The invention discloses a multimedia data processing method, which comprises the following steps: acquiring information to be converted of each frame of image in a video to be processed; the information to be converted is used for indicating the area needing to be converted in each frame of image; converting the information to be converted of each frame of image into target information to obtain the image information of each frame of converted image; and processing the image information of each frame of converted image based on a first model to obtain a processed video, so that pixels at the same position between adjacent image frames in the processed video have continuity. The embodiment of the invention also discloses a device and a computer readable storage medium.

Description

Multimedia data processing method and device and computer readable storage medium
Technical Field
The present invention relates to the field of data processing technologies, and in particular, to a multimedia data processing method and apparatus, and a computer-readable storage medium.
Background
With the commercial use of fifth generation mobile communication networks, the data transmission rate has been increasing, and the visual demand of computers has shifted from static images to dynamic video. Currently, in order to realize diversified functions, the user's demand for converting specific contents in a video is enormous.
In the related technology, the content selected by a user is directly replaced by identifying the content of the video; in this way, in the video subjected to content replacement, the pixel values between adjacent image frames are prone to jitter or irregularity, so that the picture of the whole video is not harmonious and natural enough, and the spatial consistency of the video cannot be maintained.
Disclosure of Invention
To solve the foregoing technical problem, embodiments of the present invention provide a multimedia data processing method and apparatus, and a computer-readable storage medium.
In a first aspect, an embodiment of the present invention provides a multimedia data processing method, including:
acquiring information to be converted of each frame of image in a video to be processed; the information to be converted is used for indicating the area needing to be converted in each frame of image;
converting the information to be converted of each frame of image into target information to obtain the image information of each frame of converted image;
and processing the image information of each frame of converted image based on a first model to obtain a processed video, so that pixels at the same position between adjacent image frames in the processed video have continuity.
In a second aspect, an embodiment of the present invention provides a multimedia data processing apparatus, where the apparatus includes:
the acquisition unit is used for acquiring information to be converted of each frame of image in the video to be processed; the information to be converted is used for indicating the area needing to be converted in each frame of image;
the conversion unit is used for converting the information to be converted of each frame of image into target information to obtain the image information of each frame of image after conversion;
and the processing unit is used for processing the image information of each frame of converted image based on the first model to obtain a processed video, so that pixels at the same position between adjacent image frames in the processed video have continuity.

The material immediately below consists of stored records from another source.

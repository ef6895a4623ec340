pub mod enforcer;
pub mod resolve;
pub mod tree;
pub mod view;

pub use enforcer::Enforcer;
pub use resolve::EffectedSubjectIds;
pub use tree::{CompileError, PolicyTree, ResourceNode, SubjectPermissions, Validity};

In a third aspect, an embodiment of the present invention provides a multimedia data processing apparatus, where the apparatus includes: a processor and a memory configured to store a computer program operable on the processor, wherein the processor is configured to perform the steps of the multimedia data processing method of the first aspect when executing the computer program.
In a fourth aspect, the embodiment of the present invention further provides a computer-readable storage medium, on which a computer program is stored, where the computer program is executed by a processor to implement the steps of the multimedia data processing method.

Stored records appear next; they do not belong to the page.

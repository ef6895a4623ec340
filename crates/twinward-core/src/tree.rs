use std::collections::{BTreeMap, BTreeSet, HashMap};

use chrono::{DateTime, Utc};
use tracing::debug;

use twinward_model::{
    Permission, Policy, PolicyLimits, ResourceKey, ResourceType, SubjectId, ValidationError,
    validate_structure,
};

#[derive(Debug, thiserror::Error)]
pub enum CompileError {
    #[error("invalid policy: {}", format_validation_errors(.0))]
    Invalid(Vec<ValidationError>),
}

fn format_validation_errors(errors: &[ValidationError]) -> String {
    errors
        .iter()
        .map(|e| e.to_string())
        .collect::<Vec<_>>()
        .join("; ")
}

/// How long a granted permission stays effective. Merging contributions from
/// several entries keeps the most permissive outcome: permanent absorbs any
/// expiry, two expiries keep the later one. The merge is commutative and
/// associative, so entry order never shows in the compiled tree.
#[derive(Debug, Clone, Copy, PartialEq, Eq)]
pub enum Validity {
    Permanent,
    Until(DateTime<Utc>),
}

impl Validity {
    pub fn of(expiry: Option<DateTime<Utc>>) -> Self {
        match expiry {
            None => Self::Permanent,
            Some(instant) => Self::Until(instant),
        }
    }

    pub fn in_force_at(&self, at: DateTime<Utc>) -> bool {
        match self {
            Self::Permanent => true,
            Self::Until(expiry) => at < *expiry,
        }
    }

    fn merge(self, other: Self) -> Self {
        match (self, other) {
            (Self::Permanent, _) | (_, Self::Permanent) => Self::Permanent,
            (Self::Until(a), Self::Until(b)) => Self::Until(a.max(b)),
        }
    }
}

/// The permission state one subject holds exactly at one resource node.
/// Grants carry their validity; revokes are not expiry-gated.
#[derive(Debug, Clone, Default, PartialEq, Eq)]
pub struct SubjectPermissions {
    granted: BTreeMap<Permission, Validity>,
    revoked: BTreeSet<Permission>,
}

impl SubjectPermissions {
    fn add_grant(&mut self, permission: Permission, validity: Validity) {
        self.granted
            .entry(permission)
            .and_modify(|existing| *existing = existing.merge(validity))
            .or_insert(validity);
    }

    fn add_revoke(&mut self, permission: Permission) {
        self.revoked.insert(permission);
    }

    pub fn grants_at(&self, permission: &Permission, at: DateTime<Utc>) -> bool {
        self.granted
            .get(permission)
            .is_some_and(|validity| validity.in_force_at(at))
    }

    pub fn revokes(&self, permission: &Permission) -> bool {
        self.revoked.contains(permission)
    }

    pub fn grants_all_at(&self, permissions: &BTreeSet<Permission>, at: DateTime<Utc>) -> bool {
        permissions.iter().all(|p| self.grants_at(p, at))
    }

    pub fn revokes_any(&self, permissions: &BTreeSet<Permission>) -> bool {
        permissions.iter().any(|p| self.revokes(p))
    }
}

/// One path segment of the compiled tree: children by segment name, plus the
/// per-subject permission state effective exactly here.
#[derive(Debug, Clone, Default, PartialEq, Eq)]
pub struct ResourceNode {
    subjects: HashMap<SubjectId, SubjectPermissions>,
    children: HashMap<String, ResourceNode>,
}

impl ResourceNode {
    pub fn child(&self, segment: &str) -> Option<&ResourceNode> {
        self.children.get(segment)
    }

    pub fn children(&self) -> impl Iterator<Item = (&str, &ResourceNode)> {
        self.children.iter().map(|(name, node)| (name.as_str(), node))
    }

    pub fn subjects(&self) -> impl Iterator<Item = (&SubjectId, &SubjectPermissions)> {
        self.subjects.iter()
    }

    pub fn subject(&self, id: &SubjectId) -> Option<&SubjectPermissions> {
        self.subjects.get(id)
    }
}

/// The immutable compiled form of one policy revision: one root node per
/// resource type. Built once, then only read; never mutated afterwards.
#[derive(Debug, Clone, Default, PartialEq, Eq)]
pub struct PolicyTree {
    roots: HashMap<ResourceType, ResourceNode>,
}

impl PolicyTree {
    /// Compiles all policy entries into one tree, unioning grants and revokes
    /// per (path, subject). Merge order is never observable. Expired subjects
    /// are kept; expiry is a query-time concern.
    pub fn compile(policy: &Policy) -> Result<Self, CompileError> {
        Self::compile_with_limits(policy, &PolicyLimits::default())
    }

    pub fn compile_with_limits(
        policy: &Policy,
        limits: &PolicyLimits,
    ) -> Result<Self, CompileError> {
        validate_structure(policy, limits).map_err(CompileError::Invalid)?;

        let mut roots: HashMap<ResourceType, ResourceNode> = HashMap::new();
        for entry in &policy.entries {
            for resource in &entry.resources {
                let mut node = roots.entry(resource.key.resource_type().clone()).or_default();
                for segment in resource.key.path().segments() {
                    node = node.children.entry(segment.to_string()).or_default();
                }
                for subject in &entry.subjects {
                    let permissions = node.subjects.entry(subject.id.clone()).or_default();
                    let validity = Validity::of(subject.expiry);
                    for permission in &resource.effected.granted {
                        permissions.add_grant(permission.clone(), validity);
                    }
                    for permission in &resource.effected.revoked {
                        permissions.add_revoke(permission.clone());
                    }
                }
            }
        }

        debug!(entries = policy.entries.len(), roots = roots.len(), "compiled policy tree");
        Ok(Self { roots })
    }

    pub fn root(&self, resource_type: &ResourceType) -> Option<&ResourceNode> {
        self.roots.get(resource_type)
    }

    /// The node addressed exactly by `key`, if the tree has one.
    pub fn node_at(&self, key: &ResourceKey) -> Option<&ResourceNode> {
        let mut node = self.root(key.resource_type())?;
        for segment in key.path().segments() {
            node = node.child(segment)?;
        }
        Some(node)
    }
}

The multimedia data processing method and device and the computer readable storage medium provided by the embodiment of the invention firstly acquire information to be converted of each frame of image in a video to be processed; the information to be converted is used for indicating the area needing to be converted in each frame of image; then, converting the information to be converted of each frame of image into target information to obtain the image information of each frame of converted image; and finally, processing the image information of each frame of converted image based on a first model to obtain a processed video, so that pixels at the same position between adjacent image frames in the processed video have continuity. In this way, the selected content in the video to be processed is converted, and the converted image information is processed in a model with the function of controlling the pixel continuity of adjacent image frames; therefore, the pixels of each frame of image of the processed video can be kept continuous, the space consistency of the video after content conversion is improved, and the coordination of video pictures is ensured.
Drawings
Fig. 1 is a flowchart illustrating a multimedia data processing method according to an embodiment of the present invention;
FIG. 2 is a flowchart illustrating a method for training a first model according to an embodiment of the present invention;
FIG. 3 is a flow chart of another multimedia data processing method according to an embodiment of the present invention;
FIG. 4 is a block diagram of a multimedia data processing apparatus according to an embodiment of the present invention;
fig. 5 is a schematic diagram illustrating a hardware structure of a multimedia data processing apparatus according to an embodiment of the present invention.
Detailed Description
So that the manner in which the features and elements of the present invention can be understood in detail, a more particular description of the invention, briefly summarized above, may be had by reference to embodiments, some of which are illustrated in the appended drawings.
Fig. 1 is a schematic flow chart of a multimedia data processing method according to an embodiment of the present invention, and as shown in fig. 1, the multimedia data processing method includes the following steps:
step 101, obtaining information to be converted of each frame of image in a video to be processed.
Wherein, the information to be converted is used for indicating the region which needs to be converted in each frame of image.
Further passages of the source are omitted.